Another limitation of statistical and econometric methods lies in the fact that they were designed around and can only consume structured data with traditional numeric or categorical coding and a limited number of features. These methods can not effectively handle unstructured textual data or passages of narratives. Due to recent advancements in AI and the abundance of narrative data captured in crash reports, natural language processing (NLP) methods have been applied in text mining of crash narratives [9,10,11]. In previous works, researchers are required to collect a large amount of high-quality, labeled crash reports for model training. However, this process is time-consuming and costly. Additionally, low-quality training data and poorly chosen training parameters can lead to undesirable performance. In contrast, large language models (LLMs) offer a distinct advantage by leveraging their immense knowledge acquired from extensive pre-training with vast datasets, effectively addressing these challenges. Motivated by their superior capability to comprehend and generate human-like text, this study aims to investigate whether LLMs can process complex and unstructured data in traffic safety domain to enable elaborate case-specific analysis.

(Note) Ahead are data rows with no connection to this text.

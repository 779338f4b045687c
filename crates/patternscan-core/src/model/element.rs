//! Code elements: the structural units discovered in a source file.

use std::collections::BTreeMap;

use serde::{Deserialize, Serialize};
use serde_json::Value;

/// Kind of structural unit.
#[derive(Debug, Clone, Copy, PartialEq, Eq, Hash, PartialOrd, Ord, Serialize, Deserialize)]
#[serde(rename_all = "snake_case")]
pub enum ElementKind {
    File,
    Class,
    Interface,
    Method,
    Property,
}

impl std::fmt::Display for ElementKind {
    fn fmt(&self, f: &mut std::fmt::Formatter<'_>) -> std::fmt::Result {
        match self {
            Self::File => write!(f, "File"),
            Self::Class => write!(f, "Class"),
            Self::Interface => write!(f, "Interface"),
            Self::Method => write!(f, "Method"),
            Self::Property => write!(f, "Property"),
        }
    }
}

/// A discovered structural unit (file, class, interface, method, property).
///
/// Nested elements are named `Parent.Child`. Names are only unique within
/// their parent scope; there is no separate identifier.
#[derive(Debug, Clone, PartialEq, Serialize, Deserialize)]
pub struct CodeElement {
    pub kind: ElementKind,

    /// Qualified name (`Outer.Inner.Method`).
    pub name: String,

    /// Owning file path (the caller's logical path, never a temp path).
    pub file_path: String,

    /// Source text of the element.
    pub content: String,

    /// 1-based start line.
    pub line_number: usize,

    /// Purpose/summary, usually taken from doc comments.
    #[serde(default)]
    pub summary: String,

    #[serde(default)]
    pub signature: String,

    #[serde(default)]
    pub tags: Vec<String>,

    /// Names this element depends on (injected types, packages, imports).
    #[serde(default)]
    pub dependencies: Vec<String>,

    #[serde(default)]
    pub metadata: BTreeMap<String, Value>,

    /// Logical grouping label.
    pub context: String,
}

impl CodeElement {
    pub fn new(
        kind: ElementKind,
        name: impl Into<String>,
        file_path: impl Into<String>,
        context: impl Into<String>,
    ) -> Self {
        Self {
            kind,
            name: name.into(),
            file_path: file_path.into(),
            content: String::new(),
            line_number: 1,
            summary: String::new(),
            signature: String::new(),
            tags: Vec::new(),
            dependencies: Vec::new(),
            metadata: BTreeMap::new(),
            context: context.into(),
        }
    }

    pub fn with_content(mut self, content: impl Into<String>) -> Self {
        self.content = content.into();
        self
    }

    pub fn at_line(mut self, line: usize) -> Self {
        self.line_number = line;
        self
    }

    pub fn with_summary(mut self, summary: impl Into<String>) -> Self {
        self.summary = summary.into();
        self
    }

    pub fn with_signature(mut self, signature: impl Into<String>) -> Self {
        self.signature = signature.into();
        self
    }

    pub fn with_tag(mut self, tag: impl Into<String>) -> Self {
        self.add_tag(tag);
        self
    }

    pub fn with_metadata(mut self, key: impl Into<String>, value: impl Into<Value>) -> Self {
        self.metadata.insert(key.into(), value.into());
        self
    }

    /// Add a tag unless it is already present.
    pub fn add_tag(&mut self, tag: impl Into<String>) {
        let tag = tag.into();
        if !self.tags.contains(&tag) {
            self.tags.push(tag);
        }
    }

    /// Record a dependency name unless it is already present.
    pub fn add_dependency(&mut self, name: impl Into<String>) {
        let name = name.into();
        if !self.dependencies.contains(&name) {
            self.dependencies.push(name);
        }
    }

    pub fn has_tag(&self, tag: &str) -> bool {
        self.tags.iter().any(|t| t == tag)
    }
}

Despite the release of numerous LLMs, represented by the GPT family [12] and LLaMA family [13], their ability for traffic crash analysis and reasoning remains unexplored. Applying LLMs to crash analysis presents two major challenges: (1) it requires LLMs to fully understand the domain knowledge and potential causality behind crash events. However, LLMs, typically built on transformer architectures, are often regarded as “black-box” models, making it difficult to interpret their decision-making processes. (2) while LLMs possess extensive real-world knowledge acquired from the pre-training stage, they are not specialized in analyzing textual data in crash reports. This creates an alignment gap between the model’s original intent and the specific requirements of this specific task.

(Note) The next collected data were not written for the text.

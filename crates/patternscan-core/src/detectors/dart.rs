//! Dart/Flutter pattern detectors.

use once_cell::sync::Lazy;
use regex::Regex;

use super::common::HardcodedSecretDetector;
use super::{DetectionContext, DetectorBank};
use crate::config::DetectorConfig;
use crate::model::{CodePattern, PatternCategory, PatternType};

const STATE_DOC_URL: &str = "https://docs.flutter.dev/data-and-backend/state-mgmt/intro";
const PROVIDER_DOC_URL: &str = "https://riverpod.dev/docs/introduction/why_riverpod";
const LOGGING_DOC_URL: &str = "https://dart.dev/tools/linter-rules/avoid_print";

static STATEFUL_WIDGET: Lazy<Regex> =
    Lazy::new(|| Regex::new(r"class\s+(\w+)\s+extends\s+StatefulWidget\b").unwrap());

static SET_STATE: Lazy<Regex> = Lazy::new(|| Regex::new(r"\bsetState\s*\(").unwrap());

static PROVIDER_DI: Lazy<Regex> = Lazy::new(|| {
    Regex::new(
        r"\b(ChangeNotifierProvider|MultiProvider|ProviderScope|StateNotifierProvider|NotifierProvider|FutureProvider|StreamProvider|GetIt\.(?:instance|I))\b",
    )
    .unwrap()
});

static DEBUG_PRINT: Lazy<Regex> = Lazy::new(|| Regex::new(r"(?m)^[ \t]*print\s*\(").unwrap());

pub fn bank(config: &DetectorConfig) -> DetectorBank {
    DetectorBank::new("dart")
        .with_fn("Dart_StatefulWidget", detect_stateful_widget)
        .with_fn("Dart_ProviderDependencyInjection", detect_provider_di)
        .with_fn("Dart_DebugPrint", detect_debug_print)
        .with(HardcodedSecretDetector::named("Dart_HardcodedSecret"))
        .configured(config)
}

fn detect_stateful_widget(ctx: &DetectionContext<'_>) -> Vec<CodePattern> {
    if !ctx.contains("StatefulWidget") {
        return Vec::new();
    }

    let set_state_calls = SET_STATE.find_iter(ctx.source).count();
    ctx.find_all(&STATEFUL_WIDGET)
        .into_iter()
        .map(|(line, cap)| {
            ctx.pattern_at_line(
                "Dart_StatefulWidget",
                PatternType::StateManagement,
                PatternCategory::Architecture,
                line,
            )
            .with_implementation(format!(
                "{} keeps local widget state ({} setState calls in file)",
                &cap[1], set_state_calls
            ))
            .with_advice(
                "Keep widget-local state small; lift shared state into a state management solution",
                STATE_DOC_URL,
            )
            .with_confidence(0.85)
            .with_metadata("widget", &cap[1])
            .with_metadata("set_state_calls", set_state_calls)
        })
        .collect()
}

fn detect_provider_di(ctx: &DetectionContext<'_>) -> Vec<CodePattern> {
    if !ctx.contains_any(&["Provider", "GetIt"]) {
        return Vec::new();
    }

    ctx.find_all(&PROVIDER_DI)
        .into_iter()
        .map(|(line, cap)| {
            let mechanism = &cap[1];
            ctx.pattern_at_line(
                "Dart_ProviderDependencyInjection",
                PatternType::DependencyInjection,
                PatternCategory::Architecture,
                line,
            )
            .with_implementation(format!("Dependencies provided through {}", mechanism))
            .with_advice(
                "Expose dependencies through providers instead of global singletons",
                PROVIDER_DOC_URL,
            )
            .with_confidence(0.8)
            .with_metadata("mechanism", mechanism)
        })
        .collect()
}

fn detect_debug_print(ctx: &DetectionContext<'_>) -> Vec<CodePattern> {
    if !ctx.contains("print(") {
        return Vec::new();
    }

    ctx.find_all(&DEBUG_PRINT)
        .into_iter()
        .map(|(line, _)| {
            ctx.pattern_at_line(
                "Dart_DebugPrint",
                PatternType::Logging,
                PatternCategory::Operations,
                line,
            )
            .with_implementation("print() used for diagnostics")
            .with_advice("Use a logging package or debugPrint guarded by kDebugMode", LOGGING_DOC_URL)
            .with_confidence(0.7)
            .anti_pattern()
        })
        .collect()
}

#[cfg(test)]
mod tests {
    use super::*;

    fn detect(source: &str) -> Vec<CodePattern> {
        let ctx = DetectionContext::new("lib/counter.dart", "app", source);
        bank(&DetectorConfig::default()).run(&ctx).patterns
    }

    #[test]
    fn test_stateful_widget_counts_set_state() {
        let source = r#"class Counter extends StatefulWidget {
}
class _CounterState extends State<Counter> {
  void inc() { setState(() { n++; }); }
  void dec() { setState(() { n--; }); }
}"#;
        let found = detect(source);
        assert_eq!(found.len(), 1);
        assert_eq!(found[0].metadata["widget"], "Counter");
        assert_eq!(found[0].metadata["set_state_calls"], 2);
    }

    #[test]
    fn test_provider_and_print() {
        let source = "void main() {\n  print('starting');\n  runApp(ProviderScope(child: App()));\n}\n";
        let found = detect(source);
        let names: Vec<_> = found.iter().map(|p| p.name.as_str()).collect();
        assert_eq!(names, vec!["Dart_ProviderDependencyInjection", "Dart_DebugPrint"]);
        assert!(!found[1].is_positive);
        assert_eq!(found[1].line_number, 2);
    }
}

To address the first challenge, we propose to leverage the Chain-of-Thought (CoT) technique to enhance the reasoning capabilities of LLMs [14]. This technique guides the model through a structured reasoning process, helping it better understand the detailed knowledge and causality behind crash data. Additionally, the CoT approach provides explainable reasoning steps for each intermediate result, making the model’s decisions more transparent and easier to interpret. By incorporating CoT, we aim to improve the LLMs’ performance in crash severity modeling, leveraging their capability to effectively process the complex and diverse data relevant to crash analysis.

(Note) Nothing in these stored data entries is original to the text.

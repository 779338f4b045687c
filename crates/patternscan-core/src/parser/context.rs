//! Path-based resolution of the logical grouping label ("context").

use std::path::{Component, Path};

use crate::config::ContextConfig;

/// Resolves a context label from a file path.
///
/// Walking upward from the file, nearest ancestor first:
///
/// 1. a directory holding a project marker file names the context;
/// 2. a conventional source-root directory (`src`, `lib`, ...) makes the
///    next path segment below it the context;
/// 3. otherwise the immediate parent directory name, then the bare file
///    name.
#[derive(Debug, Clone)]
pub struct ContextResolver {
    source_roots: Vec<String>,
    markers: Vec<String>,
}

impl ContextResolver {
    pub fn new(config: &ContextConfig) -> Self {
        Self {
            source_roots: config
                .source_root_dirs
                .iter()
                .map(|d| d.to_ascii_lowercase())
                .collect(),
            markers: config.project_markers.clone(),
        }
    }

    /// An explicit non-empty context wins; otherwise resolve from `path`.
    pub fn resolve(&self, path: &str, explicit: Option<&str>) -> String {
        if let Some(context) = explicit.map(str::trim).filter(|c| !c.is_empty()) {
            return context.to_string();
        }
        self.resolve_path(Path::new(path))
    }

    /// [`resolve`](Self::resolve) from async code. Marker lookups touch the
    /// filesystem, so they run on the blocking pool.
    pub async fn resolve_blocking(&self, path: &str, explicit: Option<&str>) -> String {
        if let Some(context) = explicit.map(str::trim).filter(|c| !c.is_empty()) {
            return context.to_string();
        }
        let resolver = self.clone();
        let owned = path.to_string();
        match tokio::task::spawn_blocking(move || resolver.resolve_path(Path::new(&owned))).await {
            Ok(context) => context,
            Err(e) => {
                tracing::warn!(path, error = %e, "context resolution failed");
                String::new()
            }
        }
    }

    pub fn resolve_path(&self, path: &Path) -> String {
        let segments: Vec<&str> = path
            .components()
            .filter_map(|c| match c {
                Component::Normal(s) => s.to_str(),
                _ => None,
            })
            .collect();

        let Some((file_name, dirs)) = segments.split_last() else {
            return String::new();
        };

        for (idx, dir) in dirs.iter().enumerate().rev() {
            let ancestor: &Path = path
                .ancestors()
                .nth(dirs.len() - idx)
                .unwrap_or(path);
            if self.has_marker(ancestor) {
                return (*dir).to_string();
            }
            if self.source_roots.contains(&dir.to_ascii_lowercase()) && idx + 1 < dirs.len() {
                return dirs[idx + 1].to_string();
            }
        }

        match dirs.last() {
            Some(parent) => (*parent).to_string(),
            None => file_stem(file_name).to_string(),
        }
    }

    fn has_marker(&self, dir: &Path) -> bool {
        if dir.as_os_str().is_empty() || !dir.is_dir() {
            return false;
        }
        self.markers.iter().any(|marker| match marker.strip_prefix("*.") {
            Some(ext) => dir_has_extension(dir, ext),
            None => dir.join(marker).is_file(),
        })
    }
}

impl Default for ContextResolver {
    fn default() -> Self {
        Self::new(&ContextConfig::default())
    }
}

fn dir_has_extension(dir: &Path, ext: &str) -> bool {
    let Ok(entries) = std::fs::read_dir(dir) else {
        return false;
    };
    entries.filter_map(Result::ok).any(|entry| {
        entry
            .path()
            .extension()
            .and_then(|e| e.to_str())
            .map(|e| e.eq_ignore_ascii_case(ext))
            .unwrap_or(false)
    })
}

fn file_stem(file_name: &str) -> &str {
    Path::new(file_name)
        .file_stem()
        .and_then(|s| s.to_str())
        .unwrap_or(file_name)
}

#[cfg(test)]
mod tests {
    use super::*;
    use std::fs;
    use tempfile::TempDir;

    #[test]
    fn test_explicit_context_wins() {
        let resolver = ContextResolver::default();
        assert_eq!(resolver.resolve("a/b/c.cs", Some("Billing")), "Billing");
        assert_eq!(resolver.resolve("a/b/c.cs", Some("  ")), "b");
    }

    #[test]
    fn test_source_root_segment() {
        let resolver = ContextResolver::default();
        assert_eq!(
            resolver.resolve("/nonexistent/repo/src/Orders/Domain/Order.cs", None),
            "Orders"
        );
    }

    #[test]
    fn test_parent_then_file_name() {
        let resolver = ContextResolver::default();
        assert_eq!(resolver.resolve("/nonexistent/tools/build.py", None), "tools");
        assert_eq!(resolver.resolve("build.py", None), "build");
    }

    #[test]
    fn test_source_root_as_parent_falls_back() {
        let resolver = ContextResolver::default();
        assert_eq!(resolver.resolve("/nonexistent/repo/src/main.py", None), "src");
    }

    #[test]
    fn test_marker_directory() {
        let dir = TempDir::new().unwrap();
        let project = dir.path().join("Billing.Api");
        fs::create_dir_all(project.join("Controllers")).unwrap();
        fs::write(project.join("Billing.Api.csproj"), "<Project />").unwrap();

        let file = project.join("Controllers").join("InvoiceController.cs");
        let resolver = ContextResolver::default();
        assert_eq!(resolver.resolve(file.to_str().unwrap(), None), "Billing.Api");
    }

    #[tokio::test]
    async fn test_resolve_blocking_matches_resolve() {
        let dir = TempDir::new().unwrap();
        let project = dir.path().join("Ledger");
        fs::create_dir_all(project.join("Models")).unwrap();
        fs::write(project.join("pyproject.toml"), "[project]\n").unwrap();
        let file = project.join("Models").join("entry.py");
        let file = file.to_str().unwrap();

        let resolver = ContextResolver::default();
        assert_eq!(resolver.resolve_blocking(file, None).await, resolver.resolve(file, None));
        assert_eq!(resolver.resolve_blocking(file, Some("Audit")).await, "Audit");
    }
}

To address the second challenge, we propose to use prompt engineering (PE) and few-shot learning (FS) to better align the LLMs with the specific requirements of the target task: crash severity modeling and analysis. PE can tailor the input prompts to guide the LLMs toward more relevant and reliable analysis, while few-shot learning can provide the models with specific examples to improve their understanding and performance in the subject domain. By combining these techniques, we aim to bridge the alignment gap and enhance the models’ ability to effectively analyze textual descriptions in crash reports.

To demonstrate the efficacy of our approach, we explore three state-of-the-art LLMs, specifically GPT-3.5-turbo, LLaMA3-8B, and LLaMA3-70B, for crash severity inference, framing it as a multi-class classification task. In our experiments, we utilized textual narratives derived from crash tabular data as input for crash severity analysis with LLMs. Additionally, we incorporated CoT to guide the LLMs in analyzing potential crash causes and subsequently inferring severity outcome. We also examine prompt engineering specifically designed for crash severity inference. We task LLMs with crash severity inference to (1) assess their capability for crash severity analysis; (2) evaluate the effectiveness of CoT and domain-informed PE; and (3) examine their reasoning ability within the CoT framework.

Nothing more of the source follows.